Le petit livre rouge des lycéens
« Guérit-on jamais de son adolescence ? », s’interroge l’auteur qui, quarante ans plus tard, rassemble ses meilleurs copains de l’athénée de Binche pour un weekend de retrouvailles dans un hôtel de Vierves. Alternant l’évocation haute en couleurs de cette « réunion de vieux combattants » avec les souvenirs des luttes d’antan, moments truculents de la saynète post-soixante-huitarde dont l’auteur et ses amis furent les protagonistes, La révolte des Gilles de Binche a le mérite d’évoquer, sans trop de complaisance intimiste, ni de rancœurs idéologiques, cet « après-Mai », qui, à l’instar de la France, se caractérisa en Belgique francophone par l’apparition d’un mouvement lycéen et une remise en question globale du fonctionnement interne des écoles et des finalités de l’institution scolaire.

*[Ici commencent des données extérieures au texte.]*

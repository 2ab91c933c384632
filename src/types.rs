//! Contains the image buffer types needed across the crate.

use crate::{QuantizeError, Sample, MAX_PIXELS};
use std::{
    error::Error,
    fmt::{Debug, Display},
};

/// An error type for when the length of an input (e.g., `Vec` or slice)
/// is above the maximum supported value.
///
/// The inner value is the maximum supported value.
#[derive(Debug, Clone, Copy, PartialEq, Eq, PartialOrd, Ord)]
pub struct AboveMaxLen<T>(pub T);

impl<T: Display> Display for AboveMaxLen<T> {
    fn fmt(&self, f: &mut std::fmt::Formatter<'_>) -> std::fmt::Result {
        write!(f, "above the maximum length of {}", self.0)
    }
}

impl<T: Debug + Display> Error for AboveMaxLen<T> {}

/// The channel layout of an image buffer.
#[derive(Debug, Clone, Copy, PartialEq, Eq, Hash)]
pub enum Channels {
    /// Three samples per pixel: red, green, blue.
    Rgb,
    /// Four samples per pixel: red, green, blue, alpha.
    Rgba,
}

impl Channels {
    /// The number of samples per pixel.
    #[must_use]
    pub const fn count(self) -> usize {
        match self {
            Channels::Rgb => 3,
            Channels::Rgba => 4,
        }
    }

    /// Whether the layout carries an alpha channel.
    #[must_use]
    pub const fn has_alpha(self) -> bool {
        matches!(self, Channels::Rgba)
    }
}

impl TryFrom<usize> for Channels {
    type Error = QuantizeError;

    fn try_from(count: usize) -> Result<Self, Self::Error> {
        match count {
            3 => Ok(Channels::Rgb),
            4 => Ok(Channels::Rgba),
            n => Err(QuantizeError::InvalidChannelCount(n)),
        }
    }
}

/// Returns `width * height` if it does not exceed [`MAX_PIXELS`].
fn checked_pixels(width: usize, height: usize) -> Result<u32, QuantizeError> {
    width
        .checked_mul(height)
        .and_then(|n| u32::try_from(n).ok())
        .ok_or(QuantizeError::TooManyPixels(AboveMaxLen(MAX_PIXELS)))
}

/// A borrowed, validated image: a dense `height x width` grid of pixels
/// stored row-major as a flat slice of interleaved samples.
///
/// The invariant `samples.len() == width * height * channels` is checked on construction.
///
/// # Examples
/// ```
/// # use labmatch::{ImageView, Channels, QuantizeError};
/// # fn main() -> Result<(), QuantizeError> {
/// let samples = vec![0.0f32; 2 * 3 * 4];
/// let image = ImageView::new(&samples, 2, 3, 4)?;
/// assert_eq!(image.channels(), Channels::Rgba);
/// assert_eq!(image.num_pixels(), 6);
///
/// assert!(ImageView::new(&samples, 2, 3, 3).is_err());
/// # Ok(())
/// # }
/// ```
#[derive(Debug, PartialEq, Eq)]
pub struct ImageView<'a, S> {
    /// The interleaved samples.
    samples: &'a [S],
    /// The width of the image in pixels.
    width: u32,
    /// The height of the image in pixels.
    height: u32,
    /// The channel layout.
    channels: Channels,
}

impl<'a, S> Clone for ImageView<'a, S> {
    fn clone(&self) -> Self {
        *self
    }
}

impl<'a, S> Copy for ImageView<'a, S> {}

impl<'a, S: Sample> ImageView<'a, S> {
    /// Creates a new [`ImageView`] over `samples`, which must hold
    /// `width * height * channels` samples with `channels` being `3` or `4`.
    ///
    /// # Errors
    /// Returns [`QuantizeError::InvalidChannelCount`] or [`QuantizeError::BufferSize`]
    /// if the buffer does not match the given shape, and [`QuantizeError::TooManyPixels`]
    /// if the image is larger than [`MAX_PIXELS`].
    pub fn new(
        samples: &'a [S],
        width: u32,
        height: u32,
        channels: usize,
    ) -> Result<Self, QuantizeError> {
        let channels = Channels::try_from(channels)?;
        let pixels = checked_pixels(width as usize, height as usize)?;
        let expected = pixels as usize * channels.count();
        if samples.len() == expected {
            Ok(Self { samples, width, height, channels })
        } else {
            Err(QuantizeError::BufferSize { expected, actual: samples.len() })
        }
    }

    /// Returns the index of the first sample that is `NAN` or infinite, if any.
    #[must_use]
    pub fn first_non_finite(&self) -> Option<usize> {
        self.samples.iter().position(|&s| !s.is_finite())
    }
}

impl<'a, S> ImageView<'a, S> {
    /// The interleaved samples.
    #[must_use]
    pub const fn samples(&self) -> &'a [S] {
        self.samples
    }

    /// The width of the image in pixels.
    #[must_use]
    pub const fn width(&self) -> u32 {
        self.width
    }

    /// The height of the image in pixels.
    #[must_use]
    pub const fn height(&self) -> u32 {
        self.height
    }

    /// The `(width, height)` of the image.
    #[must_use]
    pub const fn dimensions(&self) -> (u32, u32) {
        (self.width, self.height)
    }

    /// The channel layout.
    #[must_use]
    pub const fn channels(&self) -> Channels {
        self.channels
    }

    /// The number of pixels in the image.
    #[must_use]
    #[allow(clippy::cast_possible_truncation)]
    pub const fn num_pixels(&self) -> u32 {
        (self.samples.len() / self.channels.count()) as u32
    }

    /// Whether the image has no pixels.
    #[must_use]
    pub const fn is_empty(&self) -> bool {
        self.samples.is_empty()
    }
}

/// An owned image buffer, used to build an [`ImageView`] from separate rows.
#[derive(Debug, Clone, PartialEq)]
pub struct SampleBuffer<S> {
    /// The interleaved samples.
    samples: Vec<S>,
    /// The width of the image in pixels.
    width: u32,
    /// The height of the image in pixels.
    height: u32,
    /// The channel layout.
    channels: Channels,
}

impl<S: Sample> SampleBuffer<S> {
    /// Flattens a sequence of rows, each holding `width * channels` interleaved samples.
    ///
    /// The width is taken from the first row.
    ///
    /// # Errors
    /// Returns [`QuantizeError::InvalidChannelCount`] if `channels` is not `3` or `4`,
    /// and [`QuantizeError::RaggedRows`] if a row does not contain a whole number of pixels
    /// or is not as long as the first row.
    ///
    /// # Examples
    /// ```
    /// # use labmatch::{SampleBuffer, QuantizeError};
    /// let rows = [vec![0u8; 6], vec![0; 6]];
    /// let buffer = SampleBuffer::from_rows(&rows, 3).unwrap();
    /// assert_eq!(buffer.view().dimensions(), (2, 2));
    ///
    /// let ragged = [vec![0u8; 6], vec![0; 3]];
    /// assert_eq!(
    ///     SampleBuffer::from_rows(&ragged, 3),
    ///     Err(QuantizeError::RaggedRows { row: 1, expected: 6, actual: 3 }),
    /// );
    /// ```
    pub fn from_rows<Row: AsRef<[S]>>(rows: &[Row], channels: usize) -> Result<Self, QuantizeError> {
        let channels = Channels::try_from(channels)?;

        let row_len = rows.first().map_or(0, |row| row.as_ref().len());
        let width = row_len / channels.count();
        let expected = width * channels.count();

        for (row, samples) in rows.iter().enumerate() {
            let actual = samples.as_ref().len();
            if actual != expected {
                return Err(QuantizeError::RaggedRows { row, expected, actual });
            }
        }

        let pixels = checked_pixels(width, rows.len())?;
        let mut samples = Vec::with_capacity(pixels as usize * channels.count());
        for row in rows {
            samples.extend_from_slice(row.as_ref());
        }

        #[allow(clippy::cast_possible_truncation)]
        {
            // width * height <= MAX_PIXELS = u32::MAX
            Ok(Self {
                samples,
                width: width as u32,
                height: rows.len() as u32,
                channels,
            })
        }
    }
}

impl<S> SampleBuffer<S> {
    /// Borrows the buffer as an [`ImageView`].
    #[must_use]
    pub fn view(&self) -> ImageView<'_, S> {
        ImageView {
            samples: &self.samples,
            width: self.width,
            height: self.height,
            channels: self.channels,
        }
    }

    /// Returns the flat interleaved samples.
    #[must_use]
    pub fn into_samples(self) -> Vec<S> {
        self.samples
    }
}

/// The output of [`PaletteQuantizer::quantize`](crate::PaletteQuantizer::quantize).
///
/// Holds, for each pixel, the index of the chosen palette color and the 8-bit output samples:
/// the palette color's red, green, and blue followed by the pixel's alpha if the input had one.
#[derive(Debug, Clone, PartialEq, Eq)]
pub struct QuantizedImage {
    /// The width of the image in pixels.
    pub(crate) width: u32,
    /// The height of the image in pixels.
    pub(crate) height: u32,
    /// The channel layout, matching the input image.
    pub(crate) channels: Channels,
    /// The palette index chosen for each pixel.
    pub(crate) indices: Vec<u8>,
    /// The interleaved output samples.
    pub(crate) samples: Vec<u8>,
}

impl QuantizedImage {
    /// The width of the image in pixels.
    #[must_use]
    pub const fn width(&self) -> u32 {
        self.width
    }

    /// The height of the image in pixels.
    #[must_use]
    pub const fn height(&self) -> u32 {
        self.height
    }

    /// The `(width, height)` of the image.
    #[must_use]
    pub const fn dimensions(&self) -> (u32, u32) {
        (self.width, self.height)
    }

    /// The channel layout, which is the same as the input image's.
    #[must_use]
    pub const fn channels(&self) -> Channels {
        self.channels
    }

    /// The palette index chosen for each pixel, in row-major order.
    #[must_use]
    pub fn indices(&self) -> &[u8] {
        &self.indices
    }

    /// The interleaved 8-bit output samples.
    #[must_use]
    pub fn samples(&self) -> &[u8] {
        &self.samples
    }

    /// Borrows the output as an [`ImageView`], e.g., to quantize it again.
    #[must_use]
    pub fn view(&self) -> ImageView<'_, u8> {
        ImageView {
            samples: &self.samples,
            width: self.width,
            height: self.height,
            channels: self.channels,
        }
    }

    /// Consumes the image, returning the palette indices and the output samples.
    #[must_use]
    pub fn into_parts(self) -> (Vec<u8>, Vec<u8>) {
        (self.indices, self.samples)
    }
}

#[cfg(test)]
#[allow(clippy::unwrap_used)]
mod tests {
    use super::*;

    #[test]
    fn channel_counts() {
        assert_eq!(Channels::try_from(3), Ok(Channels::Rgb));
        assert_eq!(Channels::try_from(4), Ok(Channels::Rgba));
        for n in [0, 1, 2, 5] {
            assert_eq!(Channels::try_from(n), Err(QuantizeError::InvalidChannelCount(n)));
        }
    }

    #[test]
    fn view_rejects_mismatched_buffer() {
        let samples = [0u8; 12];
        assert!(ImageView::new(&samples, 2, 2, 3).is_ok());
        assert!(ImageView::new(&samples, 3, 1, 4).is_ok());
        assert_eq!(
            ImageView::new(&samples, 2, 2, 4),
            Err(QuantizeError::BufferSize { expected: 16, actual: 12 })
        );
        assert_eq!(
            ImageView::new(&samples, 2, 2, 2),
            Err(QuantizeError::InvalidChannelCount(2))
        );
    }

    #[test]
    fn empty_view() {
        let view = ImageView::<f32>::new(&[], 0, 5, 3).unwrap();
        assert!(view.is_empty());
        assert_eq!(view.num_pixels(), 0);
        assert_eq!(view.dimensions(), (0, 5));
    }

    #[test]
    fn view_rejects_too_many_pixels() {
        fn too_many<'a, S>() -> Result<ImageView<'a, S>, QuantizeError> {
            Err(QuantizeError::TooManyPixels(AboveMaxLen(MAX_PIXELS)))
        }
        assert_eq!(ImageView::<u8>::new(&[], u32::MAX, 2, 3), too_many());
        assert_eq!(ImageView::<f32>::new(&[], 2, u32::MAX, 4), too_many());
        assert_eq!(ImageView::<u8>::new(&[], u32::MAX, u32::MAX, 3), too_many());

        let view = ImageView::<u8>::new(&[], u32::MAX, 0, 3).unwrap();
        assert!(view.is_empty());
        assert_eq!(view.dimensions(), (u32::MAX, 0));
    }

    #[test]
    fn view_finds_non_finite_samples() {
        let samples = [0.0, 0.5, 1.0, 0.2, f32::NAN, 0.3];
        let view = ImageView::new(&samples, 2, 1, 3).unwrap();
        assert_eq!(view.first_non_finite(), Some(4));

        let samples = [0.0, 0.5, 1.0];
        let view = ImageView::new(&samples, 1, 1, 3).unwrap();
        assert_eq!(view.first_non_finite(), None);
    }

    #[test]
    fn rows_flatten_in_order() {
        let rows = [[1u8, 2, 3, 4], [5, 6, 7, 8], [9, 10, 11, 12]];
        let buffer = SampleBuffer::from_rows(&rows, 4).unwrap();
        let view = buffer.view();
        assert_eq!(view.dimensions(), (1, 3));
        assert_eq!(view.channels(), Channels::Rgba);
        assert_eq!(buffer.into_samples(), (1..=12).collect::<Vec<_>>());
    }

    #[test]
    fn rows_must_hold_whole_pixels() {
        let rows = [vec![0u8; 7]];
        assert_eq!(
            SampleBuffer::from_rows(&rows, 3),
            Err(QuantizeError::RaggedRows { row: 0, expected: 6, actual: 7 })
        );
    }

    #[test]
    fn no_rows() {
        let rows: [Vec<u8>; 0] = [];
        let buffer = SampleBuffer::from_rows(&rows, 3).unwrap();
        assert!(buffer.view().is_empty());
        assert_eq!(buffer.view().dimensions(), (0, 0));
    }
}
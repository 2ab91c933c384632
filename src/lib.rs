//! A library for remapping images onto a fixed color palette.
//!
//! `labmatch` converts every pixel into the CIELAB color space and replaces it with the
//! palette color at the smallest Euclidean distance, so that the chosen colors follow
//! perceived similarity rather than raw sRGB distance.
//!
//! # Features
//! To reduce dependencies and compile times, `labmatch` has several `cargo` features
//! that can be turned off or on:
//! - `threads`: exposes parallel versions of most functions via [`rayon`].
//! - `image`: enables integration with the [`image`] crate.
//!
//! # Example
//! ```
//! # use labmatch::{ImageView, PaletteQuantizer, PalettePreset, QuantizeError};
//! # fn main() -> Result<(), QuantizeError> {
//! let quantizer = PaletteQuantizer::new(&PalettePreset::Restricted.colors())?;
//!
//! // a 2x1 RGBA image with 8-bit samples
//! let samples: [u8; 8] = [250, 10, 10, 255, 12, 12, 12, 128];
//! let image = ImageView::new(&samples, 2, 1, 4)?;
//!
//! let quantized = quantizer.quantize(image)?;
//! assert_eq!(&quantized.samples()[4..], &[0, 0, 0, 128]);
//! # Ok(())
//! # }
//! ```
//!
//! With the `image` feature, [`PaletteQuantizer::quantize_image`] takes a
//! [`DynamicImage`](::image::DynamicImage) directly.

#![deny(unsafe_code, unsafe_op_in_unsafe_fn)]
#![warn(
    clippy::pedantic,
    clippy::cargo,
    clippy::use_debug,
    clippy::dbg_macro,
    clippy::todo,
    clippy::unimplemented,
    clippy::unwrap_used,
    clippy::unwrap_in_result,
    clippy::expect_used,
    clippy::unneeded_field_pattern,
    clippy::rest_pat_in_fully_bound_structs,
    clippy::unnecessary_self_imports,
    clippy::str_to_string,
    clippy::string_to_string,
    clippy::string_slice,
    missing_docs,
    clippy::missing_docs_in_private_items,
    rustdoc::all,
    clippy::float_cmp_const,
    clippy::lossy_float_literal
)]
#![allow(
    clippy::doc_markdown,
    clippy::module_name_repetitions,
    clippy::many_single_char_names,
    clippy::missing_panics_doc,
    clippy::unreadable_literal,
    clippy::wildcard_imports
)]

mod error;
mod palettes;
mod quantizer;
mod traits;
mod types;

#[cfg(feature = "image")]
mod image_support;

pub mod lab;

pub use error::*;
pub use palettes::*;
pub use quantizer::PaletteQuantizer;
pub use traits::*;
pub use types::*;

/// The maximum supported image size in number of pixels is `u32::MAX`.
pub const MAX_PIXELS: u32 = u32::MAX;

/// The maximum supported number of palette colors is `256`.
pub const MAX_COLORS: u16 = u8::MAX as u16 + 1;

/// `MAX_COLORS` as a `usize` for array and `Vec` lengths.
pub(crate) const MAX_K: usize = MAX_COLORS as usize;

#[cfg(test)]
pub(crate) mod tests {
    //! Deterministic test data shared by the unit tests.

    use palette::Srgb;
    use rand::{Rng, SeedableRng};
    use rand_xoshiro::Xoroshiro128PlusPlus;

    /// Generates `len` pseudo-random colors from the given seed.
    pub fn test_data(len: usize, seed: u64) -> Vec<Srgb<u8>> {
        let mut rng = Xoroshiro128PlusPlus::seed_from_u64(seed);
        (0..len)
            .map(|_| Srgb::new(rng.gen(), rng.gen(), rng.gen()))
            .collect()
    }

    pub fn test_data_256() -> Vec<Srgb<u8>> {
        test_data(256, 42)
    }

    pub fn test_data_1024() -> Vec<Srgb<u8>> {
        test_data(1024, 7)
    }

    /// Generates an interleaved RGBA sample buffer with pseudo-random alpha.
    pub fn test_rgba(len: usize, seed: u64) -> Vec<u8> {
        let mut rng = Xoroshiro128PlusPlus::seed_from_u64(seed);
        test_data(len, seed)
            .into_iter()
            .flat_map(|c| [c.red, c.green, c.blue, rng.gen()])
            .collect()
    }
}
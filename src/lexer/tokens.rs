use std::fmt::Display;

use crate::Span;

#[derive(Debug, PartialEq, Eq, Clone, Copy, Hash)]
pub enum TokenType {
    Plus,
    Minus,
    Star,
    Slash,

    GE,
    GT,
    EQ, // not produced by the scanner
    LE, // not produced by the scanner
    LT, // not produced by the scanner

    SemiColon,
    LeftParen,
    RightParen,

    Assignment, // =

    // Reserved, no scanning rules yet
    If,
    Else,

    Identifier,

    IntLiteral,
    StringLiteral, // not produced by the scanner

    // Keywords
    Int,
}

impl Display for TokenType {
    fn fmt(&self, f: &mut std::fmt::Formatter<'_>) -> std::fmt::Result {
        write!(f, "{:?}", self)
    }
}

/// A classified lexeme. `text` is exactly the matched slice of the source
/// and `span` its byte range.
#[derive(Debug, Clone, PartialEq, Eq)]
pub struct Token {
    pub kind: TokenType,
    pub text: String,
    pub span: Span,
}

impl Display for Token {
    fn fmt(&self, f: &mut std::fmt::Formatter<'_>) -> std::fmt::Result {
        write!(f, "{}\t\t{}", self.text, self.kind)
    }
}

impl Token {
    pub fn is_one_of(&self, kinds: &[TokenType]) -> bool {
        kinds.contains(&self.kind)
    }
}
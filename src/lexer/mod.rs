//! Lexical analysis for the mini-language.
//!
//! Converts source text into a `TokenStream`. It handles:
//!
//! - A hand-specified DFA over ASCII characters (`dfa`)
//! - Maximal munch along the `int` keyword chain and `>`/`>=` lookahead
//! - Byte spans on every token
//! - A cursor with peek, unread and absolute positioning for parsers

pub mod dfa;
pub mod lexer;
pub mod stream;
pub mod tokens;
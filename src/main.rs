use std::{
    fs::read_to_string,
    path::{Path, PathBuf},
    process,
};

use clap::Parser;
use simple_lexer::{
    errors::errors::{Error, ErrorImpl, ErrorTip},
    lexer::{lexer::tokenize, stream::TokenStream},
    Position,
};
use tracing::info;
use tracing_subscriber::EnvFilter;

const DEMO_SCRIPTS: [&str; 4] = ["int age = 45;", "inta age = 45;", "age >= 45;", "age > 45;"];

#[derive(Parser)]
#[command(name = "simple_lexer", about = "Tokenize mini-language scripts and dump the tokens", version)]
struct Cli {
    /// Script files to tokenize
    #[arg(value_name = "FILE")]
    files: Vec<PathBuf>,

    /// Inline script to tokenize, may be repeated
    #[arg(short, long = "script", value_name = "SOURCE")]
    scripts: Vec<String>,

    /// Log filter used when RUST_LOG is not set
    #[arg(long, value_name = "FILTER", default_value = "warn")]
    log: String,
}

fn main() {
    let cli = Cli::parse();

    let filter = EnvFilter::try_from_default_env().unwrap_or_else(|_| EnvFilter::new(&cli.log));
    tracing_subscriber::fmt().with_env_filter(filter).with_target(true).init();

    let mut scripts = cli.scripts;

    for file in &cli.files {
        match read_script(file) {
            Ok(source) => scripts.push(source),
            Err(error) => {
                display_load_error(&error);
                process::exit(1);
            }
        }
    }

    if scripts.is_empty() {
        info!(target: "simple_lexer", "No input given, running demo scripts");
        scripts = DEMO_SCRIPTS.iter().map(|script| script.to_string()).collect();
    }

    for (i, script) in scripts.iter().enumerate() {
        if i > 0 {
            println!();
        }
        println!("parse:\t{}", script);
        dump(tokenize(script));
    }
}

fn read_script(path: &Path) -> Result<String, Error> {
    read_to_string(path).map_err(|error| {
        Error::new(
            ErrorImpl::SourceUnreadable {
                path: path.to_string_lossy().to_string(),
                message: error.to_string(),
            },
            Position::null(),
        )
    })
}

fn dump(mut tokens: TokenStream) {
    println!("text\ttype");

    while let Some(token) = tokens.read() {
        println!("{}", token);
    }
}

fn display_load_error(error: &Error) {
    if let ErrorTip::None = error.get_tip() {
        eprintln!("Error: {}", error.get_error_name());
    } else {
        eprintln!("Error: {} ({})", error.get_error_name(), error.get_tip());
    }
}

Un vent de contestation souffle sur l’athénée de Binche lorsque fin 1970, l’auteur et ses camarades de la classe de deuxième latin-math se lancent dans la publication d’un journal ronéotypé, un « journal sans aucune prétention », qui met un peu de sel dans leur vie scolaire. Ils précisent au dos du premier numéro : « Nous avons seulement voulu sortir de la monotonie des cours, créer une certaine vie à l’athénée où, il faut l’avouer, se développent très peu d’initiatives d’élèves. » L’esprit de fronde de L’Alambic inquiète vite les autorités scolaires qui hésitent cependant à sévir vu la popularité immédiate parmi les lycéens de cet organe de presse improvisé. Sous le pseudonyme de « Jef des Flandres » (par analogie avec les Lettres persanes de Montesquieu : « La Perse sera la Flandre »), l’auteur y exerce sa verve de satiriste aux dépens de l’ordre scolaire. Mais le ton potache et irrévérencieux du scandaleux journal lycéen se fait bientôt plus politique lorsque l’auteur trouve par hasard dans une petite librairie de Binche « le manuel qu’il nous fallait pour transformer nos révoltes en luttes efficaces » : « Au lendemain de Mai 1968, les journaux fleurissaient à tous les coins de rue. […] j’avais dégoté une publication française, gauchiste à souhait, Politique Hebdo. Mon regard avait été attiré par la couverture du canard, titrant en grandes lettres : Le petit livre rouge des lycéens. En première page, un dessin représentait un garçon en culotte courte faisant un pied de nez à un tigre féroce. Tout un symbole, tout un poème. J’achète. Je dévore. Via Politique Hebdo, je commande une poignée de Livres rouges, que je diffuserai sous le manteau à Binche. »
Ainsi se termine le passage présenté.